ExpCatStat {SmartEDA} | R Documentation |
Function provides summary statistics for all character or categorical columns in the dataframe
Description
This function combines results from weight of evidence, information value and summary statistics.
Usage
ExpCatStat(
data,
Target = NULL,
result = "Stat",
clim = 10,
nlim = 10,
bins = 10,
Pclass = NULL,
plot = FALSE,
top = 20,
Round = 2
)
Arguments
data |
dataframe or matrix |
Target |
target variable |
result |
"Stat" - summary statistics, "IV" - information value |
clim |
maximum unique levles for categorical variable.

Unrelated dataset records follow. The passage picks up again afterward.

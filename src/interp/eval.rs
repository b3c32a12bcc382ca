//! Tree-walking evaluator for MiniLisp forms

use std::rc::Rc;

use crate::ast::{Form, FormKind, is_identifier};
use crate::common::Span;
use crate::config::InterpreterConfig;
use crate::diagnostics::LispError;

use super::builtins;
use super::env::Environment;
use super::output::Output;
use super::value::{CallableKind, Closure, Function, Value};

/// Outcome of one top-level statement: a value, nothing (for `define`), or an error
pub type StatementResult = Result<Option<Value>, LispError>;

/// Tree-walking interpreter
pub struct Interpreter {
    config: InterpreterConfig,
    /// Global frame, seeded with the builtins
    global: Rc<Environment>,
    /// Destination of the print builtins
    output: Output,
}

impl Interpreter {
    /// Create a new interpreter
    pub fn new() -> Self {
        Self::with_config(InterpreterConfig::default())
    }

    pub fn with_config(config: InterpreterConfig) -> Self {
        let global = Environment::new();
        builtins::install(&global);
        let output = if config.capture_output {
            Output::capture()
        } else {
            Output::stdout()
        };
        Interpreter {
            config,
            global,
            output,
        }
    }

    pub fn config(&self) -> &InterpreterConfig {
        &self.config
    }

    pub fn global(&self) -> &Rc<Environment> {
        &self.global
    }

    pub fn output_mut(&mut self) -> &mut Output {
        &mut self.output
    }

    /// Get captured output (for testing)
    pub fn get_output(&self) -> &[String] {
        self.output.captured()
    }

    /// Clear output buffer
    pub fn clear_output(&mut self) {
        self.output.take_captured();
    }

    /// Read and run every statement of `source` in the global environment
    ///
    /// A statement that fails is skipped; the statements after it still run. A
    /// source that cannot be read at all yields a single error and runs nothing.
    pub fn run_program(&mut self, source: &str) -> Vec<StatementResult> {
        let forms = match crate::parse(source) {
            Ok(forms) => forms,
            Err(error) => return vec![Err(error)],
        };
        forms.iter().map(|form| self.execute(form)).collect()
    }

    /// Run one top-level statement in the global environment
    pub fn execute(&mut self, form: &Form) -> StatementResult {
        tracing::debug!(statement = %form, "executing");
        let global = Rc::clone(&self.global);
        let result = self.eval_statement(form, &global, 0);
        match &result {
            Ok(Some(value)) => tracing::debug!(%value, "statement finished"),
            Ok(None) => tracing::debug!("statement finished without a value"),
            Err(error) => tracing::debug!(%error, "statement failed"),
        }
        result
    }

    fn eval_statement(
        &mut self,
        form: &Form,
        env: &Rc<Environment>,
        depth: usize,
    ) -> StatementResult {
        match &form.kind {
            FormKind::List(items) if form.is_special("define") => {
                self.eval_define(items, form.span, env, depth)?;
                Ok(None)
            }
            // A print statement has nothing to report
            _ => self.eval(form, env, depth).map(|value| match value {
                Value::Nothing => None,
                value => Some(value),
            }),
        }
    }

    fn eval(&mut self, form: &Form, env: &Rc<Environment>, depth: usize) -> Result<Value, LispError> {
        if let Some(limit) = self.config.max_depth {
            if depth > limit {
                return Err(LispError::RecursionLimit {
                    limit,
                    span: form.span.into(),
                });
            }
        }

        match &form.kind {
            FormKind::Atom(text) => eval_atom(text, form.span, env),
            FormKind::List(items) => self.eval_list(form, items, env, depth),
        }
    }

    fn eval_list(
        &mut self,
        form: &Form,
        items: &[Form],
        env: &Rc<Environment>,
        depth: usize,
    ) -> Result<Value, LispError> {
        let Some((head, args)) = items.split_first() else {
            return Err(LispError::MissingFunction {
                span: form.span.into(),
            });
        };

        if self.config.verbosity.dumps_scopes() {
            dump_scope(form, env, depth);
        }

        match head.as_atom() {
            Some("define") => {
                return Err(LispError::Syntax {
                    message: "`define` is a statement and has no value".into(),
                    span: form.span.into(),
                });
            }
            Some("fun") => return self.eval_fun(items, form.span, env, depth),
            Some("if") => return self.eval_if(items, form.span, env, depth),
            _ => {}
        }

        let function = self.resolve_callee(head, env, depth)?;

        // Arguments are evaluated left to right in the caller's environment
        let mut values = Vec::with_capacity(args.len());
        for arg in args {
            values.push(self.eval(arg, env, depth + 1)?);
        }

        self.apply(&function, values, form.span, depth)
    }

    /// `(define <id> <expr>)`
    fn eval_define(
        &mut self,
        items: &[Form],
        span: Span,
        env: &Rc<Environment>,
        depth: usize,
    ) -> Result<(), LispError> {
        let [_, target, expr] = items else {
            return Err(LispError::Syntax {
                message: "`define` expects a name and a value".into(),
                span: span.into(),
            });
        };

        let name = match target.as_atom() {
            Some(name) if is_identifier(name) => name,
            _ => {
                return Err(LispError::InvalidIdentifier {
                    name: target.to_string(),
                    span: target.span.into(),
                });
            }
        };

        if expr.is_list() {
            if let Some(function) = self.define_recursive(name, expr, env, depth)? {
                env.bind(name, Value::Function(function));
                return Ok(());
            }
        }

        let value = self.eval(expr, env, depth + 1)?;
        tracing::trace!(depth, define = name, %value, "define");
        env.bind(name, value);
        Ok(())
    }

    /// Trial-evaluate `expr` with `name` bound to a locked placeholder
    ///
    /// Returns the completed placeholder when `expr` produced a genuine function.
    /// Closures created during the trial captured the trial frame, so their
    /// references to `name` resolve to that same placeholder. `None` means the
    /// caller must evaluate `expr` again in `env`; output printed during the trial
    /// is dropped in that case.
    fn define_recursive(
        &mut self,
        name: &str,
        expr: &Form,
        env: &Rc<Environment>,
        depth: usize,
    ) -> Result<Option<Rc<Function>>, LispError> {
        let placeholder = Rc::new(Function::locked(name));
        let trial = env.child();
        trial.bind(name, Value::Function(Rc::clone(&placeholder)));

        self.output.stage();
        let outcome = self.eval(expr, &trial, depth + 1);

        let completed = match &outcome {
            Ok(Value::Function(result)) => {
                !Rc::ptr_eq(result, &placeholder) && placeholder.unlock_from(result)
            }
            _ => false,
        };

        if completed {
            self.output.commit();
            tracing::trace!(depth, define = name, "completed recursive definition");
            return Ok(Some(placeholder));
        }

        self.output.discard();
        match outcome {
            Err(error @ LispError::IncompleteFunction { .. }) => Err(error),
            _ => Ok(None),
        }
    }

    /// `(fun (<params>) <local-define>* <body>)`
    fn eval_fun(
        &mut self,
        items: &[Form],
        span: Span,
        env: &Rc<Environment>,
        depth: usize,
    ) -> Result<Value, LispError> {
        let (body, defines) = match items {
            [_, _, defines @ .., body] => (body, defines),
            _ => {
                return Err(LispError::Syntax {
                    message: "`fun` expects a parameter list and a body".into(),
                    span: span.into(),
                });
            }
        };
        let params = parse_params(&items[1])?;

        // Local defines are evaluated once, in a frame shared by every call
        let statics = env.child();
        for local in defines {
            match &local.kind {
                FormKind::List(local_items) if local.is_special("define") => {
                    self.eval_define(local_items, local.span, &statics, depth + 1)?;
                }
                _ => {
                    return Err(LispError::Syntax {
                        message: "only `define` forms may precede the body of `fun`".into(),
                        span: local.span.into(),
                    });
                }
            }
        }

        let closure = Closure {
            params,
            env: statics,
            body: Rc::new(body.clone()),
        };
        Ok(Value::Function(Rc::new(Function::closure(closure))))
    }

    /// `(if <cond> <then> <else>)`
    fn eval_if(
        &mut self,
        items: &[Form],
        span: Span,
        env: &Rc<Environment>,
        depth: usize,
    ) -> Result<Value, LispError> {
        let [_, condition, then_branch, else_branch] = items else {
            return Err(LispError::Syntax {
                message: "`if` expects a condition and two branches".into(),
                span: span.into(),
            });
        };

        if self.eval(condition, env, depth + 1)?.is_truthy() {
            self.eval(then_branch, env, depth + 1)
        } else {
            self.eval(else_branch, env, depth + 1)
        }
    }

    /// Find the function named or produced by the head of an application
    fn resolve_callee(
        &mut self,
        head: &Form,
        env: &Rc<Environment>,
        depth: usize,
    ) -> Result<Rc<Function>, LispError> {
        let value = match &head.kind {
            FormKind::List(_) => self.eval(head, env, depth + 1)?,
            FormKind::Atom(name) => match eval_atom(name, head.span, env) {
                Ok(value) => value,
                Err(LispError::UndefinedVariable { name, span }) => {
                    return Err(LispError::UndefinedFunction { name, span });
                }
                Err(LispError::Syntax { span, .. }) => {
                    return Err(LispError::Syntax {
                        message: format!("invalid function name: {}", name),
                        span,
                    });
                }
                Err(error) => return Err(error),
            },
        };

        match value {
            Value::Function(function) => Ok(function),
            other => Err(LispError::NotCallable {
                found: other.type_name().into(),
                span: head.span.into(),
            }),
        }
    }

    /// Call `function` with already evaluated arguments
    fn apply(
        &mut self,
        function: &Rc<Function>,
        args: Vec<Value>,
        span: Span,
        depth: usize,
    ) -> Result<Value, LispError> {
        let Some(callable) = function.callable() else {
            return Err(LispError::IncompleteFunction {
                name: function.name().to_string(),
                span: span.into(),
            });
        };
        callable.check_args(function.name(), &args, span.into())?;

        tracing::trace!(depth, function = function.name(), ?args, "call");

        let result = match &callable.kind {
            CallableKind::Builtin { op, .. } => {
                op(&args, &mut self.output).map_err(|e| e.at(function.name(), span.into()))?
            }
            CallableKind::Closure(closure) => {
                // Fresh frame per call, chained onto the closure's captured frame
                let frame = closure.env.child();
                for (param, arg) in closure.params.iter().zip(args) {
                    frame.bind(param.as_str(), arg);
                }
                self.eval(&closure.body, &frame, depth + 1)?
            }
        };

        tracing::trace!(depth, function = function.name(), %result, "return");
        Ok(result)
    }
}

impl Default for Interpreter {
    fn default() -> Self {
        Self::new()
    }
}

/// Evaluate an atom: literal, then variable
fn eval_atom(text: &str, span: Span, env: &Environment) -> Result<Value, LispError> {
    if let Some(value) = parse_literal(text, span)? {
        return Ok(value);
    }
    if let Some(value) = env.lookup(text) {
        return Ok(value);
    }
    if is_identifier(text) {
        Err(LispError::UndefinedVariable {
            name: text.to_string(),
            span: span.into(),
        })
    } else {
        Err(LispError::Syntax {
            message: text.to_string(),
            span: span.into(),
        })
    }
}

/// Integer literals (base 10, optional `-`) and `#t` / `#f`
fn parse_literal(text: &str, span: Span) -> Result<Option<Value>, LispError> {
    match text {
        "#t" => return Ok(Some(Value::Bool(true))),
        "#f" => return Ok(Some(Value::Bool(false))),
        _ => {}
    }

    let digits = text.strip_prefix('-').unwrap_or(text);
    if digits.is_empty() || !digits.bytes().all(|b| b.is_ascii_digit()) {
        return Ok(None);
    }

    text.parse::<i64>()
        .map(|n| Some(Value::Int(n)))
        .map_err(|_| LispError::Syntax {
            message: format!("integer literal out of range: {}", text),
            span: span.into(),
        })
}

/// Parameter list of a `fun`: distinct identifiers
fn parse_params(form: &Form) -> Result<Vec<String>, LispError> {
    let Some(items) = form.as_list() else {
        return Err(LispError::Syntax {
            message: "`fun` expects a parenthesized parameter list".into(),
            span: form.span.into(),
        });
    };

    let mut params: Vec<String> = Vec::with_capacity(items.len());
    for item in items {
        let name = match item.as_atom() {
            Some(name) if is_identifier(name) => name,
            _ => {
                return Err(LispError::InvalidIdentifier {
                    name: item.to_string(),
                    span: item.span.into(),
                });
            }
        };
        if params.iter().any(|p| p == name) {
            return Err(LispError::Syntax {
                message: format!("duplicate parameter `{}`", name),
                span: item.span.into(),
            });
        }
        params.push(name.to_string());
    }
    Ok(params)
}

/// Debug view of the frame chain seen by `form`
fn dump_scope(form: &Form, env: &Environment, depth: usize) {
    let bindings = env.visible_bindings();
    let variables: Vec<String> = bindings
        .iter()
        .filter(|(_, value)| value.as_function().is_none())
        .map(|(name, value)| format!("{}={}", name, value))
        .collect();
    let functions: Vec<&str> = bindings
        .iter()
        .filter(|(_, value)| value.as_function().is_some())
        .map(|(name, _)| name.as_str())
        .collect();

    tracing::debug!(depth, frames = env.depth(), "statement: {}", form);
    tracing::debug!(depth, "| variables: {}", variables.join(" "));
    tracing::debug!(depth, "| functions: {}", functions.join(" "));
}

Variables will be dropped if unique levels is higher than clim for class factor/character variable |
nlim |
maximum unique values for numeric variable. |
bins |
number of bins (default is 10) |
Pclass |
reference category of target variable |
plot |
Information value barplot (default FALSE) |
top |
for plotting top information values (default value is 20) |
Round |
round of value |
Details
Criteria used for categorical variable predictive power classification are
-
If information value is < 0.03
then predictive power = "Not Predictive" -
If information value is 0.3 to 0.1
then predictive power = "Somewhat Predictive" -
If information value is 0.1 to 0.3
then predictive power = "Meidum Predictive" -
If information value is >0.3
then predictive power = "Highly Predictive"
Value
This function provides summary statistics for categorical variable
-
Stat
- Summary statistics includes Chi square test scores, p value, Information values, Cramers V and Degree if association -
IV
- Weight of evidence and Information values
Columns description:
-
Variable
variable name -
Target
- Target variable -
class
- name of bin (variable value otherwise) -
out0
- number of good observations -
out1
- number of bad observations -
Total
- Total values for each category -
pct1
- good observations / total good observations -
pct0
- bad observations / total bad observations -
odds
- Odds ratio [(a/b)/(c/d)] -
woe
- Weight of Evidence – calculated as ln(odds) -
iv
- Information Value - ln(odds) * (pct0 – pct1)
Author(s)
dubrangala
Examples
# Example 1
## Read mtcars data
# Target variable "am" - Transmission (0 = automatic, 1 = manual)
# Summary statistics
ExpCatStat(mtcars,Target="am",result = "Stat",clim=10,nlim=10,bins=10,
Pclass=1,plot=FALSE,top=20,Round=2)
# Information value plot
ExpCatStat(mtcars,Target="am",result = "Stat",clim=10,nlim=10,bins=10,
Pclass=1,plot=TRUE,top=20,Round=2)
# Information value for categorical Independent variables
ExpCatStat(mtcars,Target="am",result = "IV",clim=10,nlim=10,bins=10,
Pclass=1,plot=FALSE,top=20,Round=2)